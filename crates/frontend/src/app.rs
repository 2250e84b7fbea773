use contracts::usecases::common::UseCaseMetadata;
use contracts::usecases::u501_predict_news::PredictNews;
use leptos::prelude::*;

use crate::layout::global_context::ApiConfig;
use crate::layout::Shell;
use crate::usecases::u501_predict_news::NewsFormView;

#[component]
pub fn App(#[prop(into)] api_base: String) -> impl IntoView {
    // Адрес сервера инференса для формы и подвала
    provide_context(ApiConfig::new(api_base));

    view! {
        <Shell>
            <div style="background: white; border-radius: 8px; box-shadow: 0 4px 6px -1px rgba(0,0,0,0.1); padding: 24px; margin-bottom: 32px; border: 1px solid #e5e7eb;">
                <h2 style="font-size: 24px; font-weight: 600; color: #1f2937; margin-bottom: 12px;">
                    {PredictNews::display_name()}
                </h2>
                <p style="color: #4b5563; line-height: 1.625;">
                    {PredictNews::description()}
                </p>
            </div>
            <NewsFormView />
        </Shell>
    }
}

/// Монтирует приложение в `<body>`
pub fn mount(api_base: String) {
    leptos::mount::mount_to_body(move || view! { <App api_base=api_base /> });
}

════════════════

| What you need to do |
Output the full listing above word for word.

| Answer to this exercise |
filename crates/frontend/src/app.rs
repository 2250e84b7fbea773
use contracts::usecases::common::UseCaseMetadata;
use contracts::usecases::u501_predict_news::PredictNews;
use leptos::prelude::*;

use crate::layout::global_context::ApiConfig;
use crate::layout::Shell;
use crate::usecases::u501_predict_news::NewsFormView;

#[component]
pub fn App(#[prop(into)] api_base: String) -> impl IntoView {
    // Адрес сервера инференса для формы и подвала
    provide_context(ApiConfig::new(api_base));

    view! {
        <Shell>
            <div style="background: white; border-radius: 8px; box-shadow: 0 4px 6px -1px rgba(0,0,0,0.1); padding: 24px; margin-bottom: 32px; border: 1px solid #e5e7eb;">
                <h2 style="font-size: 24px; font-weight: 600; color: #1f2937; margin-bottom: 12px;">
                    {PredictNews::display_name()}
                </h2>
                <p style="color: #4b5563; line-height: 1.625;">
                    {PredictNews::description()}
                </p>
            </div>
            <NewsFormView />
        </Shell>
    }
}

/// Монтирует приложение в `<body>`
pub fn mount(api_base: String) {
    leptos::mount::mount_to_body(move || view! { <App api_base=api_base /> });
}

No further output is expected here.